Data Science Ingredients Explain with Drew Conway Diagram
By: Nunung Nurul Qomariyah, Ph.D
there is a point where there are just NOT enough brain cells on the planet to even look or even glance at the data (Yann LeCun, Director of AI Research at Facebook)
Nowadays, data is everywhere. Look around us, websites, e-Commerce, financial transactions, IoT devices, online trading, social Network, smart watch, etc. Every single day, people generating data. Yan LeCunn, a director of AI Research at Facebook, said that there will be a day that we, as a human, cannot process all those data anymore with our brain. That’s why we need a help from a computer.
This huge amount of data can no longer be managed by a standard relational database system, it needs something big, and more powerful. This is where the BIG DATA technology is being invented to handle this kind of huge data which comes in different format, structured or unstructured. This is the good news. Now, as we already have the technology to handle this, then what?
Given a large mass of data, we can by judicious selection construct perfectly plausible unassailable theories—all of which, some of which, or none of which may be right. (Paul Srere)
We actually have another problem with that. Everyone can create a theory from those data, it can be true and valuable or even the opposite way, it can be false and rubbish. So now, how people can take advantage of this situation, especially for business people who actually willing to spend their money to get valuable information?

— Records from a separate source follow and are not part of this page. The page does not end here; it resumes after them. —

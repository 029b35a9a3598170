//! Runtime configuration for the relaxation solver.
//!
//! Defaults reproduce the reference benchmark: a 258-cell cubic grid
//! relaxed with factor 0.5 against a 1e-7 stopping threshold, for at
//! most 100 iterations. Misconfigurations are rejected up front by
//! [`RelaxConfig::validate`] rather than surfacing later as a silently
//! mis-tiled partition.

use serde::{Deserialize, Serialize};

use crate::error::RelaxError;

/// Solver parameters, deserializable from a JSON config file.
#[derive(Debug, Clone, PartialEq, Serialize, Deserialize)]
pub struct RelaxConfig {
    /// Grid extent N on every axis, Dirichlet faces included.
    #[serde(default = "default_extent")]
    pub extent: usize,
    /// Correction damping factor w; values below 1 under-relax.
    #[serde(default = "default_relaxation")]
    pub relaxation: f64,
    /// Global convergence threshold on the maximum |correction|.
    #[serde(default = "default_tolerance")]
    pub tolerance: f64,
    /// Iteration budget after which the solve stops regardless.
    #[serde(default = "default_max_iterations")]
    pub max_iterations: u32,
}

fn default_extent() -> usize {
    258
}
fn default_relaxation() -> f64 {
    0.5
}
fn default_tolerance() -> f64 {
    1e-7
}
fn default_max_iterations() -> u32 {
    100
}

impl Default for RelaxConfig {
    fn default() -> Self {
        Self {
            extent: default_extent(),
            relaxation: default_relaxation(),
            tolerance: default_tolerance(),
            max_iterations: default_max_iterations(),
        }
    }
}

impl RelaxConfig {
    /// Number of interior rows on the decomposition axis.
    pub fn interior(&self) -> usize {
        self.extent.saturating_sub(2)
    }

    /// Check the configuration against a process-group size.
    ///
    /// # Errors
    /// - [`RelaxError::InvalidConfig`] for an unusable extent, damping
    ///   factor, tolerance, or iteration budget;
    /// - [`RelaxError::PartitionMismatch`] when the interior rows cannot
    ///   tile evenly over `nproc` ranks.
    pub fn validate(&self, nproc: usize) -> Result<(), RelaxError> {
        if self.extent < 3 {
            return Err(RelaxError::InvalidConfig(format!(
                "extent {} leaves no interior cells",
                self.extent
            )));
        }
        if !(self.relaxation > 0.0 && self.relaxation < 2.0) {
            return Err(RelaxError::InvalidConfig(format!(
                "relaxation factor {} outside (0, 2)",
                self.relaxation
            )));
        }
        if !self.tolerance.is_finite() || self.tolerance < 0.0 {
            return Err(RelaxError::InvalidConfig(format!(
                "tolerance {} must be finite and non-negative",
                self.tolerance
            )));
        }
        if self.max_iterations == 0 {
            return Err(RelaxError::InvalidConfig(
                "iteration budget must be at least 1".into(),
            ));
        }
        if nproc == 0 {
            return Err(RelaxError::InvalidConfig("empty process group".into()));
        }
        if self.interior() % nproc != 0 {
            return Err(RelaxError::PartitionMismatch {
                interior: self.interior(),
                nproc,
            });
        }
        Ok(())
    }
}

#[cfg(test)]
mod tests {
    use super::*;

    #[test]
    fn defaults_match_reference_run() {
        let cfg = RelaxConfig::default();
        assert_eq!(cfg.extent, 258);
        assert_eq!(cfg.relaxation, 0.5);
        assert_eq!(cfg.tolerance, 1e-7);
        assert_eq!(cfg.max_iterations, 100);
        assert!(cfg.validate(1).is_ok());
    }

    #[test]
    fn deserializes_with_partial_fields() {
        let cfg: RelaxConfig = serde_json::from_str(r#"{"extent": 10}"#).unwrap();
        assert_eq!(cfg.extent, 10);
        assert_eq!(cfg.relaxation, 0.5);
    }

    #[test]
    fn rejects_non_divisible_group() {
        let cfg = RelaxConfig {
            extent: 10,
            ..Default::default()
        };
        // 8 interior rows: 1, 2, 4, 8 ranks fit; 3 does not.
        assert!(cfg.validate(4).is_ok());
        assert!(matches!(
            cfg.validate(3),
            Err(RelaxError::PartitionMismatch {
                interior: 8,
                nproc: 3
            })
        ));
    }

    #[test]
    fn rejects_degenerate_parameters() {
        let tiny = RelaxConfig {
            extent: 2,
            ..Default::default()
        };
        assert!(matches!(
            tiny.validate(1),
            Err(RelaxError::InvalidConfig(_))
        ));

        let overdriven = RelaxConfig {
            relaxation: 2.0,
            ..Default::default()
        };
        assert!(matches!(
            overdriven.validate(1),
            Err(RelaxError::InvalidConfig(_))
        ));

        let cfg = RelaxConfig::default();
        assert!(matches!(
            cfg.validate(0),
            Err(RelaxError::InvalidConfig(_))
        ));
    }
}
//! MPI benchmark driver: initialize, relax, gather, checksum, report
//! the elapsed time on the coordinating rank.
//!
//! Run with the launcher of your MPI installation, e.g.
//! `mpirun -n 8 slab_relax_mpi [config.json]`. The only stdout output
//! is the elapsed seconds, printed once by rank 0; the checksum and the
//! run report go to the log.

use std::time::Instant;

use slab_relax::prelude::*;

fn main() -> Result<(), Box<dyn std::error::Error>> {
    env_logger::init();

    let universe = mpi::initialize().ok_or("MPI initialization failed")?;
    let comm = MpiComm::new(universe.world());

    let config = match std::env::args().nth(1) {
        Some(path) => serde_json::from_str(&std::fs::read_to_string(path)?)?,
        None => RelaxConfig::default(),
    };

    let solver = Solver::new(&comm, config.clone())?;
    let partition = solver.partition()?;

    let start = Instant::now();

    let mut field = SlabField::zeroed(&partition);
    init_field(&mut field);
    let report = solver.run(&mut field)?;
    let gathered = solver.gather(&field)?;

    let elapsed = start.elapsed().as_secs_f64();

    if let Some(cells) = gathered {
        let sum = weighted_checksum(&cells, config.extent)?;
        log::debug!(
            "checksum={sum} iterations={} eps={:e}",
            report.iterations,
            report.eps
        );
        println!("{elapsed:.6}");
    }
    Ok(())
}
//! Collectives built from the point-to-point primitives.
//!
//! The reduction round-trip (fan-in to rank 0, fold, fan-out) gives
//! every backend barrier / all-reduce-max / gather for free; the MPI
//! backend overrides them with the native collective calls. Rank 0 is
//! always the coordinating rank.

use bytemuck::Zeroable;

use crate::algs::communicator::{CommTag, Communicator, Wait};
use crate::algs::wire::{cast_slice, cast_slice_mut, WireScalar};
use crate::error::RelaxError;

/// Tag for the convergence all-reduce.
pub const REDUCE_EPS: CommTag = CommTag(317);
/// Tag for the pre-reduction barrier.
pub const BARRIER: CommTag = CommTag(318);
/// Tag for the final field gather.
pub const GATHER_FIELD: CommTag = CommTag(319);

/// Collective operations over a process group.
///
/// The default implementations are correct for any [`Communicator`];
/// backends with native collectives override them.
pub trait Collectives: Communicator + Sized {
    /// Rendezvous: no rank returns before every rank has entered.
    fn barrier(&self, tag: CommTag) -> Result<(), RelaxError> {
        let token = [1u8];
        let mut scratch = [0u8];
        if self.rank() == 0 {
            // 1) fan-in: collect one token from every other rank
            let mut pending = Vec::with_capacity(self.size() - 1);
            for peer in 1..self.size() {
                let mut buf = [0u8; 1];
                let handle = self.irecv(peer, tag, &mut buf);
                pending.push((peer, handle));
            }
            let mut maybe_err = None;
            for (peer, handle) in pending {
                if handle.wait().is_none() && maybe_err.is_none() {
                    maybe_err = Some(RelaxError::comm(peer, "barrier token lost"));
                }
            }
            if let Some(err) = maybe_err {
                return Err(err);
            }
            // 2) fan-out: release everyone
            let releases: Vec<_> = (1..self.size())
                .map(|peer| self.isend(peer, tag, &token))
                .collect();
            for send in releases {
                let _ = send.wait();
            }
        } else {
            let send = self.isend(0, tag, &token);
            let _ = send.wait();
            let handle = self.irecv(0, tag, &mut scratch);
            handle
                .wait()
                .ok_or_else(|| RelaxError::comm(0, "barrier release lost"))?;
        }
        Ok(())
    }

    /// Global maximum of `local`, identical on every rank afterwards.
    fn allreduce_max(&self, tag: CommTag, local: f64) -> Result<f64, RelaxError> {
        if self.size() == 1 {
            return Ok(local);
        }
        if self.rank() == 0 {
            // 1) post all receives, then fold
            let mut pending = Vec::with_capacity(self.size() - 1);
            let mut bufs = Vec::with_capacity(self.size() - 1);
            for peer in 1..self.size() {
                let mut buf = [0u8; 8];
                let handle = self.irecv(peer, tag, &mut buf);
                pending.push((peer, handle));
                bufs.push(buf);
            }
            let mut global = local;
            let mut maybe_err = None;
            for (peer, handle) in pending {
                match handle.wait() {
                    Some(data) if data.len() == 8 => {
                        if maybe_err.is_none() {
                            let mut rec = WireScalar::zeroed();
                            cast_slice_mut(std::slice::from_mut(&mut rec))
                                .copy_from_slice(&data);
                            global = global.max(rec.get());
                        }
                    }
                    Some(data) => {
                        if maybe_err.is_none() {
                            maybe_err = Some(RelaxError::ShortMessage {
                                neighbor: peer,
                                expected: 8,
                                got: data.len(),
                            });
                        }
                    }
                    None => {
                        if maybe_err.is_none() {
                            maybe_err =
                                Some(RelaxError::comm(peer, "reduction contribution lost"));
                        }
                    }
                }
            }
            if let Some(err) = maybe_err {
                return Err(err);
            }
            // 2) broadcast the folded value
            let rec = WireScalar::of(global);
            let broadcasts: Vec<_> = (1..self.size())
                .map(|peer| self.isend(peer, tag, cast_slice(std::slice::from_ref(&rec))))
                .collect();
            for send in broadcasts {
                let _ = send.wait();
            }
            Ok(global)
        } else {
            let rec = WireScalar::of(local);
            let send = self.isend(0, tag, cast_slice(std::slice::from_ref(&rec)));
            let _ = send.wait();
            let mut buf = [0u8; 8];
            let handle = self.irecv(0, tag, &mut buf);
            let data = handle
                .wait()
                .ok_or_else(|| RelaxError::comm(0, "reduction result lost"))?;
            if data.len() != 8 {
                return Err(RelaxError::ShortMessage {
                    neighbor: 0,
                    expected: 8,
                    got: data.len(),
                });
            }
            let mut rec = WireScalar::zeroed();
            cast_slice_mut(std::slice::from_mut(&mut rec)).copy_from_slice(&data);
            Ok(rec.get())
        }
    }

    /// Collect equal-length byte payloads onto rank 0 in rank order.
    /// Returns `None` on every other rank.
    fn gather_at_root(&self, tag: CommTag, local: &[u8]) -> Result<Option<Vec<u8>>, RelaxError> {
        if self.size() == 1 {
            return Ok(Some(local.to_vec()));
        }
        if self.rank() == 0 {
            let chunk = local.len();
            let mut out = vec![0u8; chunk * self.size()];
            out[..chunk].copy_from_slice(local);
            let mut pending = Vec::with_capacity(self.size() - 1);
            let mut bufs: Vec<Vec<u8>> = Vec::with_capacity(self.size() - 1);
            for peer in 1..self.size() {
                let mut buf = vec![0u8; chunk];
                let handle = self.irecv(peer, tag, &mut buf);
                pending.push((peer, handle));
                bufs.push(buf);
            }
            let mut maybe_err = None;
            for (peer, handle) in pending {
                match handle.wait() {
                    Some(data) if data.len() == chunk => {
                        if maybe_err.is_none() {
                            out[peer * chunk..(peer + 1) * chunk].copy_from_slice(&data);
                        }
                    }
                    Some(data) => {
                        if maybe_err.is_none() {
                            maybe_err = Some(RelaxError::ShortMessage {
                                neighbor: peer,
                                expected: chunk,
                                got: data.len(),
                            });
                        }
                    }
                    None => {
                        if maybe_err.is_none() {
                            maybe_err = Some(RelaxError::comm(peer, "gather chunk lost"));
                        }
                    }
                }
            }
            if let Some(err) = maybe_err {
                return Err(err);
            }
            Ok(Some(out))
        } else {
            let send = self.isend(0, tag, local);
            let _ = send.wait();
            Ok(None)
        }
    }
}

impl Collectives for crate::algs::communicator::NoComm {}
impl Collectives for crate::algs::communicator::ThreadComm {}

#[cfg(feature = "mpi-support")]
mod mpi_native {
    use super::*;
    use crate::algs::communicator::MpiComm;
    use mpi::collective::SystemOperation;
    use mpi::traits::{Communicator as _, CommunicatorCollectives, Root};

    impl Collectives for MpiComm {
        fn barrier(&self, _tag: CommTag) -> Result<(), RelaxError> {
            self.world().barrier();
            Ok(())
        }

        fn allreduce_max(&self, _tag: CommTag, local: f64) -> Result<f64, RelaxError> {
            let mut global = 0.0f64;
            self.world()
                .all_reduce_into(&local, &mut global, SystemOperation::max());
            Ok(global)
        }

        fn gather_at_root(
            &self,
            _tag: CommTag,
            local: &[u8],
        ) -> Result<Option<Vec<u8>>, RelaxError> {
            let root = self.world().process_at_rank(0);
            if self.rank() == 0 {
                let mut out = vec![0u8; local.len() * self.size()];
                root.gather_into_root(local, &mut out[..]);
                Ok(Some(out))
            } else {
                root.gather_into(local);
                Ok(None)
            }
        }
    }
}
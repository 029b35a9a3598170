//! Ghost-plane refresh between slab neighbors.
//!
//! Before every sweep each rank re-synchronizes its two ghost planes
//! with the authoritative boundary rows of its neighbors. Two message
//! streams run in opposite directions, on distinct tags so they can
//! never be confused:
//!
//! - **end-row stream** ([`HALO_END_ROW`]): rank r sends its last owned
//!   row up to r+1, where it becomes r+1's lower ghost;
//! - **start-row stream** ([`HALO_START_ROW`]): rank r sends its first
//!   owned row down to r-1, where it becomes r-1's upper ghost.
//!
//! All active transfers are posted non-blocking and joined with a
//! single wait-all before any ghost data is fused; the active set
//! shrinks per [`SlabPosition`](crate::topology::SlabPosition) so no
//! rank ever waits on a transfer that was never posted.

use crate::algs::communicator::{CommTag, Communicator, Wait};
use crate::algs::wire::cast_slice;
use crate::data::slab_field::SlabField;
use crate::error::RelaxError;
use crate::topology::line::{HaloSlot, LineTopology};

/// Tag for the upward (end-row) stream.
pub const HALO_END_ROW: CommTag = CommTag(315);
/// Tag for the downward (start-row) stream.
pub const HALO_START_ROW: CommTag = CommTag(316);

/// Refresh both ghost planes from the neighboring ranks.
///
/// Invoked twice per iteration: the second color's sweep depends on the
/// boundary rows the first sweep just rewrote on the neighbors.
///
/// # Errors
/// [`RelaxError::Comm`] or [`RelaxError::ShortMessage`] if a transfer
/// fails. Every pending handle is drained before the error is returned;
/// the failure is fatal to the distributed run.
pub fn refresh_ghosts<C: Communicator>(
    comm: &C,
    topo: &LineTopology,
    field: &mut SlabField<f64>,
) -> Result<(), RelaxError> {
    let plane_bytes = field.extent() * field.extent() * std::mem::size_of::<f64>();

    // 1) post all receives into scratch buffers
    let mut pending_recvs: Vec<(HaloSlot, usize, C::RecvHandle)> = Vec::with_capacity(2);
    let mut recv_bufs: Vec<Vec<u8>> = Vec::with_capacity(2);
    for &slot in topo.active_slots() {
        let Some(peer) = topo.slot_peer(slot) else {
            continue;
        };
        let tag = match slot {
            HaloSlot::LowerRecv => HALO_END_ROW,
            HaloSlot::UpperRecv => HALO_START_ROW,
            _ => continue,
        };
        let mut buf = vec![0u8; plane_bytes];
        let handle = comm.irecv(peer, tag, &mut buf);
        pending_recvs.push((slot, peer, handle));
        recv_bufs.push(buf);
    }

    // 2) post all sends; the borrowed rows stay untouched until the wait-all
    let mut pending_sends = Vec::with_capacity(2);
    for &slot in topo.active_slots() {
        let Some(peer) = topo.slot_peer(slot) else {
            continue;
        };
        let (tag, row) = match slot {
            HaloSlot::UpperSend => (HALO_END_ROW, field.end_row() - 1),
            HaloSlot::LowerSend => (HALO_START_ROW, field.start_row()),
            _ => continue,
        };
        pending_sends.push(comm.isend(peer, tag, cast_slice(field.row_values(row))));
    }

    // 3) wait for all receives; collect but do not early-return
    let mut fused: Vec<(HaloSlot, Vec<u8>)> = Vec::with_capacity(2);
    let mut maybe_err = None;
    for (slot, peer, handle) in pending_recvs {
        match handle.wait() {
            Some(data) if data.len() == plane_bytes => {
                if maybe_err.is_none() {
                    fused.push((slot, data));
                }
            }
            Some(data) => {
                if maybe_err.is_none() {
                    maybe_err = Some(RelaxError::ShortMessage {
                        neighbor: peer,
                        expected: plane_bytes,
                        got: data.len(),
                    });
                }
            }
            None => {
                if maybe_err.is_none() {
                    maybe_err = Some(RelaxError::comm(peer, "halo receive returned no data"));
                }
            }
        }
    }

    // 4) always drain the send handles before returning
    for send in pending_sends {
        let _ = send.wait();
    }
    if let Some(err) = maybe_err {
        return Err(err);
    }

    // 5) fuse received planes into the ghost buffers
    for (slot, data) in fused {
        match slot {
            HaloSlot::LowerRecv => field.ghost_below_mut().as_bytes_mut().copy_from_slice(&data),
            HaloSlot::UpperRecv => field.ghost_above_mut().as_bytes_mut().copy_from_slice(&data),
            _ => unreachable!("only receive slots are fused"),
        }
    }
    Ok(())
}
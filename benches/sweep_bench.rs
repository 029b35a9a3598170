use criterion::{criterion_group, criterion_main, BenchmarkId, Criterion};

use slab_relax::prelude::*;

fn bench_sweeps(c: &mut Criterion) {
    let mut group = c.benchmark_group("relaxation");

    for &extent in &[34usize, 66, 130] {
        let partition = SlabPartition::new(extent, 1, 0).unwrap();

        group.bench_with_input(
            BenchmarkId::new("one_color", extent),
            &partition,
            |b, partition| {
                let mut field = SlabField::zeroed(partition);
                init_field(&mut field);
                b.iter(|| sweep_color(&mut field, Color::Even, 0.5));
            },
        );

        group.bench_with_input(
            BenchmarkId::new("full_step", extent),
            &partition,
            |b, partition| {
                let comm = NoComm;
                let config = RelaxConfig {
                    extent,
                    relaxation: 0.5,
                    tolerance: 0.0,
                    max_iterations: 1,
                };
                let solver = Solver::new(&comm, config).unwrap();
                let mut field = SlabField::zeroed(partition);
                init_field(&mut field);
                b.iter(|| solver.step(&mut field).unwrap());
            },
        );
    }

    group.finish();
}

criterion_group!(benches, bench_sweeps);
criterion_main!(benches);
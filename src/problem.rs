//! Grid initialization and the verification checksum.
//!
//! Both are simple deterministic loops with no coordination logic: the
//! initializer covers exactly the owned slab, and the checksum runs
//! once on the coordinating rank over the gathered grid.

use itertools::iproduct;

use crate::data::slab_field::SlabField;
use crate::error::RelaxError;

/// Fill the owned slab: zero on the `j`/`k` faces, `4 + i + j + k`
/// everywhere else. The primary-axis face rows 0 and `extent - 1` are
/// never owned, so they stay at their zeroed Dirichlet state.
pub fn init_field(field: &mut SlabField<f64>) {
    let n = field.extent();
    for (i, j, k) in iproduct!(field.rows(), 0..n, 0..n) {
        let value = if j == 0 || j == n - 1 || k == 0 || k == n - 1 {
            0.0
        } else {
            (4 + i + j + k) as f64
        };
        field.set(i, j, k, value);
    }
}

/// Weighted checksum over the fully assembled grid:
/// `Σ value(i,j,k) · (i+1)(j+1)(k+1) / extent³`.
///
/// # Errors
/// [`RelaxError::GatherMismatch`] if `cells` is not a full
/// `extent³` grid.
pub fn weighted_checksum(cells: &[f64], extent: usize) -> Result<f64, RelaxError> {
    let expected = extent * extent * extent;
    if cells.len() != expected {
        return Err(RelaxError::GatherMismatch {
            expected,
            got: cells.len(),
        });
    }
    let scale = expected as f64;
    let mut sum = 0.0;
    for (i, j, k) in iproduct!(0..extent, 0..extent, 0..extent) {
        let weight = ((i + 1) * (j + 1) * (k + 1)) as f64;
        sum += cells[(i * extent + j) * extent + k] * weight / scale;
    }
    Ok(sum)
}
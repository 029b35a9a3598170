//! Ghost-plane refresh across a three-rank line, including the
//! second refresh of an iteration picking up freshly swept rows.

use serial_test::serial;
use slab_relax::prelude::*;

fn seeded_field(extent: usize, nproc: usize, rank: usize) -> SlabField<f64> {
    let p = SlabPartition::new(extent, nproc, rank).unwrap();
    let mut f = SlabField::zeroed(&p);
    for i in p.rows() {
        for j in 0..extent {
            for k in 0..extent {
                f.set(i, j, k, (1000 * i + 10 * j + k) as f64);
            }
        }
    }
    f
}

#[test]
#[serial]
fn middle_rank_sees_both_neighbors() {
    ThreadComm::reset_mailbox();
    let extent = 8; // 6 interior rows over 3 ranks: 2 rows each
    let handles: Vec<_> = (0..3)
        .map(|rank| {
            std::thread::spawn(move || {
                let comm = ThreadComm::new(rank, 3);
                let topo = LineTopology::new(rank, 3).unwrap();
                let mut field = seeded_field(extent, 3, rank);
                refresh_ghosts(&comm, &topo, &mut field).unwrap();
                field
            })
        })
        .collect();
    let fields: Vec<_> = handles.into_iter().map(|h| h.join().unwrap()).collect();

    // Rank 1 owns rows 3..5; its ghosts are rank 0's row 2 and rank 2's
    // row 5.
    assert_eq!(fields[1].ghost_below().values(), fields[0].row_values(2));
    assert_eq!(fields[1].ghost_above().values(), fields[2].row_values(5));
    // End ranks keep their outer Dirichlet plane at zero.
    assert!(fields[0].ghost_below().values().iter().all(|&v| v == 0.0));
    assert!(fields[2].ghost_above().values().iter().all(|&v| v == 0.0));
}

#[test]
#[serial]
fn second_refresh_tracks_rewritten_boundary_rows() {
    ThreadComm::reset_mailbox();
    let extent = 8;
    let handles: Vec<_> = (0..2)
        .map(|rank| {
            std::thread::spawn(move || {
                let comm = ThreadComm::new(rank, 2);
                let topo = LineTopology::new(rank, 2).unwrap();
                let mut field = seeded_field(extent, 2, rank);

                refresh_ghosts(&comm, &topo, &mut field).unwrap();
                let stale = if rank == 1 {
                    Some(field.ghost_below().values().to_vec())
                } else {
                    None
                };

                // Rank 0 rewrites its shared boundary row between the
                // two refreshes of an iteration.
                if rank == 0 {
                    let boundary = field.end_row() - 1;
                    for j in 0..extent {
                        for k in 0..extent {
                            field.set(boundary, j, k, -1.0);
                        }
                    }
                }
                refresh_ghosts(&comm, &topo, &mut field).unwrap();
                (field, stale)
            })
        })
        .collect();
    let results: Vec<_> = handles.into_iter().map(|h| h.join().unwrap()).collect();

    let (field1, stale) = &results[1];
    let stale = stale.as_ref().unwrap();
    // The first refresh delivered the seeded row, the second its
    // rewritten replacement.
    assert!(stale.iter().all(|&v| v >= 0.0));
    assert!(field1.ghost_below().values().iter().all(|&v| v == -1.0));
}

Here comes the DATA SCIENCE, a multidisciplinary field of study with goal to address the challenges in big data. According to [1], Data science is a concept to unify statistics, data analysis, machine learning, domain knowledge and their related methods” in order to “understand and analyze actual phenomena” with data. What is the ingredients of a DATA SCIENCE according to Drew Conway? Please see the image below:
Data science skills composed of three big area: Computer Science, Math and Statistics and Business/Domain Expertise. In computer science, you need coding skill, a little bit of hacking skill will also help to find a new data sources. You also need a machine learning skill. In Math and Statistics, you need analytic skill, dealing with probability, analyzing the data, diagnose problem and selecting a proper procedure for predicting. In Business/Domain Expertise, you will need to understand the problem domain to finally achieve the goal. This also to ensure that the result will be impactful and well implemented.
References:
[1] Hayashi, Chikio (1 January 1998). “What is Data Science? Fundamental Concepts and a Heuristic Example”. In Data Science, Classification, and Related Methods. Studies in Classification, Data Analysis, and Knowledge Organization. Springer Japan. pp. 40–51.